▶ Exercise prompt
When the line containing "returns the endpoint URL" is reached, include it and end there; set down verbatim every line before it, starting at the top of the records.

Records provided START

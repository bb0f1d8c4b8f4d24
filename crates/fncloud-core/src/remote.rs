// Copyright (C) 2025 SyncMyOrders Sp. z o.o.
// SPDX-License-Identifier: AGPL-3.0-or-later
//! Wrapped callables.
//!
//! `#[remote]` leaves the annotated item untouched and adds a companion
//! `<name>_remote()` constructor returning a [`Remote`]. Calling the local
//! function always runs in-process; the wrapper adds the remote side:
//!
//! - [`Remote::get_url`] deploys on first use and returns the endpoint URL
//! - [`Remote::invoke`] calls an existing deployment with named JSON arguments
//! - [`Remote::invoke_method`] does the same for instance methods, carrying the
//!   instance's attribute map through the state store

use std::ops::Deref;
use std::time::Duration;

use serde::Serialize;
use serde::de::DeserializeOwned;
use serde_json::{Map, Value};
use tokio_util::sync::CancellationToken;
use tracing::{debug, instrument};

use crate::deployment::guarded;
use crate::descriptor::{DeploymentState, FunctionDescriptor, FunctionIdentity, FunctionSpec};
use crate::error::{Error, Result};
use crate::invocation::{Handler, Invocation, InvocationOutput};
use crate::registry::{RemoteEndpoint, TokenScope};
use crate::runtime::FunctionCloud;
use crate::state_store::Stateful;

/// A local callable plus everything needed to run it remotely.
#[derive(Debug, Clone)]
pub struct Remote<F> {
    local: F,
    spec: FunctionSpec,
    descriptor: FunctionDescriptor,
    handler: Handler,
}

impl<F> Remote<F> {
    pub fn new(local: F, spec: FunctionSpec, handler: Handler) -> Self {
        let descriptor = FunctionDescriptor::from_spec(&spec);
        Self {
            local,
            spec,
            descriptor,
            handler,
        }
    }

    /// The in-process callable.
    pub fn local(&self) -> &F {
        &self.local
    }

    pub fn spec(&self) -> &FunctionSpec {
        &self.spec
    }

    pub fn identity(&self) -> &FunctionIdentity {
        &self.descriptor.identity
    }

    pub fn handler(&self) -> &Handler {
        &self.handler
    }

    /// Descriptor with the deployment state and resolved dependencies the
    /// manager currently holds for it.
    pub async fn descriptor(&self, cloud: &FunctionCloud) -> FunctionDescriptor {
        let mut descriptor = self.descriptor.clone();
        descriptor.state = cloud.deployments().status(&self.descriptor).await;
        if let Some(info) = cloud.deployments().info(&self.descriptor.key).await {
            if info.identity.as_ref() == Some(&self.descriptor.identity) {
                descriptor.dependencies = info.dependencies;
            }
        }
        descriptor
    }

    /// Deploy if needed and return the endpoint URL.
    pub async fn get_url(&self, cloud: &FunctionCloud, deploy_token: &str) -> Result<String> {
        Ok(self.deploy(cloud, deploy_token, None).await?.url)
    }

    /// Deploy if needed. Cancelling leaves the deployment `Failed`.
    #[instrument(skip_all, fields(function = %self.descriptor.key))]
    pub async fn deploy(
        &self,
        cloud: &FunctionCloud,
        deploy_token: &str,
        cancel: Option<&CancellationToken>,
    ) -> Result<RemoteEndpoint> {
        cloud
            .deployments()
            .ensure_deployed(
                &self.descriptor,
                Some(self.handler.clone()),
                deploy_token,
                cancel,
            )
            .await
    }

    /// Force a fresh deployment cycle, e.g. after a failure.
    pub async fn redeploy(
        &self,
        cloud: &FunctionCloud,
        deploy_token: &str,
        cancel: Option<&CancellationToken>,
    ) -> Result<RemoteEndpoint> {
        cloud
            .deployments()
            .redeploy(
                &self.descriptor,
                Some(self.handler.clone()),
                deploy_token,
                cancel,
            )
            .await
    }

    pub async fn status(&self, cloud: &FunctionCloud) -> DeploymentState {
        cloud.deployments().status(&self.descriptor).await
    }

    /// URL of the current deployment without deploying.
    pub async fn cached_url(&self, cloud: &FunctionCloud) -> Result<String> {
        Ok(cloud.deployments().endpoint(&self.descriptor).await?.url)
    }

    /// Call the deployed function with named arguments (a JSON object).
    ///
    /// Requires an existing deployment; see [`Remote::deploy_and_invoke`].
    pub async fn invoke<R: DeserializeOwned>(
        &self,
        cloud: &FunctionCloud,
        args: Value,
        invoke_token: &str,
        cancel: Option<&CancellationToken>,
    ) -> Result<R> {
        if self.descriptor.kind.is_method() {
            return Err(Error::Invocation(format!(
                "{} is a method; use invoke_method",
                self.descriptor.key
            )));
        }
        let invocation = Invocation::new(self.arguments(args)?);
        let output = self.dispatch(cloud, invocation, invoke_token, cancel).await?;
        decode(&output)
    }

    /// Deploy if needed, then invoke.
    pub async fn deploy_and_invoke<R: DeserializeOwned>(
        &self,
        cloud: &FunctionCloud,
        deploy_token: &str,
        invoke_token: &str,
        args: Value,
        cancel: Option<&CancellationToken>,
    ) -> Result<R> {
        self.deploy(cloud, deploy_token, cancel).await?;
        self.invoke(cloud, args, invoke_token, cancel).await
    }

    /// Call a deployed instance method.
    ///
    /// The instance's attributes come from its live snapshot, captured from
    /// `instance` on the first call. Attribute changes reported by the remote
    /// side are merged back into the snapshot; `instance` itself is not
    /// touched. Concurrent calls on the same instance are serialized.
    pub async fn invoke_method<T, R>(
        &self,
        cloud: &FunctionCloud,
        instance: &Stateful<T>,
        args: Value,
        invoke_token: &str,
        cancel: Option<&CancellationToken>,
    ) -> Result<R>
    where
        T: Serialize,
        R: DeserializeOwned,
    {
        if !self.descriptor.kind.is_method() {
            return Err(Error::Invocation(format!(
                "{} is not a method; use invoke",
                self.descriptor.key
            )));
        }
        // Authorize before capturing anything
        cloud
            .registry()
            .authorize(invoke_token, TokenScope::Invoke)
            .await?;

        let args = self.arguments(args)?;
        let mut lease = cloud.state_store().lock(instance).await?;
        let invocation = Invocation::new(args).with_state(lease.snapshot().attributes.clone());

        let output = self.dispatch(cloud, invocation, invoke_token, cancel).await?;
        if let Some(state) = output.state.clone() {
            let version = lease.apply_changes(state);
            debug!(object = %lease.object(), version, "Remote call updated instance state");
        }
        decode(&output)
    }

    /// Drop the remote state of `instance`; the next call starts from the
    /// local instance again.
    pub async fn reset_state<T>(&self, cloud: &FunctionCloud, instance: &Stateful<T>) -> bool {
        cloud.state_store().invalidate(&instance.object_id()).await
    }

    fn arguments(&self, args: Value) -> Result<Map<String, Value>> {
        let mut args = match args {
            Value::Object(map) => map,
            Value::Null => Map::new(),
            _ => {
                return Err(Error::Invocation(
                    "arguments must be a JSON object of named parameters".to_string(),
                ));
            }
        };
        self.descriptor.signature.apply_defaults(&mut args);
        Ok(args)
    }

    async fn dispatch(
        &self,
        cloud: &FunctionCloud,
        invocation: Invocation,
        invoke_token: &str,
        cancel: Option<&CancellationToken>,
    ) -> Result<InvocationOutput> {
        cloud
            .registry()
            .authorize(invoke_token, TokenScope::Invoke)
            .await?;
        let endpoint = cloud.deployments().endpoint(&self.descriptor).await?;

        debug!(function = %self.descriptor.key, url = %endpoint.url, "Invoking remote function");
        let runtime = self.descriptor.config.resolve(cloud.settings());
        let deadline = Duration::from_secs(runtime.timeout);
        guarded(
            "remote invocation",
            deadline,
            cancel,
            cloud
                .deployments()
                .backend()
                .invoke(&endpoint.url, invoke_token, &invocation),
        )
        .await?
        .map_err(|e| Error::Invocation(e.to_string()))
    }
}

fn decode<R: DeserializeOwned>(output: &InvocationOutput) -> Result<R> {
    output
        .decode()
        .map_err(|e| Error::Invocation(format!("unexpected result: {}", e)))
}

impl<F> Deref for Remote<F> {
    type Target = F;

    fn deref(&self) -> &F {
        &self.local
    }
}

#[cfg(test)]
mod tests {
    use super::*;
    use crate::descriptor::{Param, Signature};
    use crate::invocation::InvokeError;
    use serde_json::json;

    fn double(x: i64) -> i64 {
        x * 2
    }

    fn wrapped() -> Remote<fn(i64) -> i64> {
        let spec = FunctionSpec::new("app", "double", "fn double(x: i64) -> i64 { x * 2 }")
            .with_signature(Signature {
                params: vec![Param::new("x", "i64").with_default(json!(21))],
                return_type: "i64".to_string(),
            });
        let handler = Handler::new(|inv: Invocation| -> std::result::Result<InvocationOutput, InvokeError> {
            InvocationOutput::value(&double(inv.arg::<i64>("x")?))
        });
        Remote::new(double as fn(i64) -> i64, spec, handler)
    }

    #[test]
    fn test_local_call_is_untouched() {
        let remote = wrapped();
        assert_eq!((remote.local())(4), 8);
        assert_eq!((*remote)(5), 10);
    }

    #[test]
    fn test_arguments_apply_defaults() {
        let remote = wrapped();
        let args = remote.arguments(Value::Null).unwrap();
        assert_eq!(args["x"], json!(21));
        assert!(matches!(
            remote.arguments(json!([1, 2])),
            Err(Error::Invocation(_))
        ));
    }

    #[tokio::test]
    async fn test_invoke_requires_deployment() {
        let cloud = FunctionCloud::builder().build().unwrap();
        let token = cloud
            .registry()
            .issue_token("tester", TokenScope::Invoke, None)
            .await;
        let result: Result<i64> = wrapped()
            .invoke(&cloud, json!({"x": 1}), token.secret(), None)
            .await;
        assert!(matches!(result, Err(Error::NotDeployed(_))));
    }
}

Records provided END

▶ Answer box
repository bb0f1d8c4b8f4d24
filename crates/fncloud-core/src/remote.rs
// Copyright (C) 2025 SyncMyOrders Sp. z o.o.
// SPDX-License-Identifier: AGPL-3.0-or-later
//! Wrapped callables.
//!
//! `#[remote]` leaves the annotated item untouched and adds a companion
//! `<name>_remote()` constructor returning a [`Remote`]. Calling the local
//! function always runs in-process; the wrapper adds the remote side:
//!
//! - [`Remote::get_url`] deploys on first use and returns the endpoint URL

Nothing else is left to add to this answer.